- _EXERCISE_: Looking at the data, count the lines where the word "tasks" occurs and answer with only the number.

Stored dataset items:
*-*-*
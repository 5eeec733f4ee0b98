/*
[INPUT]:  Mock Linguo HTTP server
[OUTPUT]: End-to-end checks of the runtime over the real HTTP client
[POS]:    Integration tests - adapter and core wired together
[UPDATE]: When endpoints or error mapping change
*/

use std::sync::Arc;
use std::time::Duration;

use linguo_adapter::{ClientConfig, DisputeStatus, LinguoClient, Ruling};
use linguo_core::{Action, ActionError, LoadingState, Runtime, TxWatchConfig};
use rust_decimal::Decimal;
use serde_json::json;
use wiremock::matchers::{method, path};
use wiremock::{Mock, MockServer, ResponseTemplate};

fn runtime_for(server: &MockServer) -> Runtime {
    let client = LinguoClient::with_config_and_base_url(ClientConfig::default(), &server.uri())
        .expect("client init");
    let tx_config = TxWatchConfig {
        poll_interval: Duration::from_millis(1),
        timeout: Duration::from_millis(200),
        confirmations: 1,
    };
    Runtime::new(Arc::new(client), tx_config)
}

#[tokio::test]
async fn test_dispute_fetched_over_http() {
    let server = MockServer::start().await;
    Mock::given(method("GET"))
        .and(path("/api/tasks/7/dispute"))
        .respond_with(ResponseTemplate::new(200).set_body_json(json!({
            "id": 42,
            "taskId": 7,
            "status": "appealable",
            "ruling": "translationApproved",
            "appealPeriod": {"start": 1600000000, "end": 1600086400},
            "appealCost": "100",
            "multipliers": {"shared": 10000, "winner": 5000, "loser": 20000, "divisor": 10000},
            "currentRound": {
                "paidFees": {"translator": "0", "challenger": "50"},
                "hasPaid": {"translator": false, "challenger": false}
            }
        })))
        .expect(1)
        .mount(&server)
        .await;

    let mut runtime = runtime_for(&server);
    runtime.dispatch(Action::fetch_dispute_by_task_id(7)).await;
    runtime.run_until_idle().await;

    let disputes = &runtime.state().disputes;
    assert_eq!(disputes.select_loading_state(7), LoadingState::Succeeded);
    let dispute = disputes.select_by_task_id(7).expect("dispute stored");
    assert_eq!(dispute.status, DisputeStatus::Appealable);
    assert_eq!(dispute.ruling, Ruling::TranslationApproved);
    assert_eq!(dispute.current_round.paid_fees.challenger, Decimal::from(50));
    assert_eq!(disputes.select_task_id_from_dispute_id(42), Some(7));
}

#[tokio::test]
async fn test_http_error_is_stored_on_the_entry() {
    let server = MockServer::start().await;
    Mock::given(method("GET"))
        .and(path("/api/tasks/8/dispute"))
        .respond_with(ResponseTemplate::new(500).set_body_json(json!({
            "code": 500,
            "message": "backend unavailable"
        })))
        .mount(&server)
        .await;

    let mut runtime = runtime_for(&server);
    runtime.dispatch(Action::fetch_dispute_by_task_id(8)).await;
    runtime.run_until_idle().await;

    let disputes = &runtime.state().disputes;
    assert_eq!(disputes.select_loading_state(8), LoadingState::Failed);
    assert!(matches!(
        disputes.select_error(8),
        Some(ActionError::Api { .. } | ActionError::Network { .. })
    ));
    assert!(disputes.select_by_task_id(8).is_none());
}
*-*-*
- _ANSWER BELOW_: 2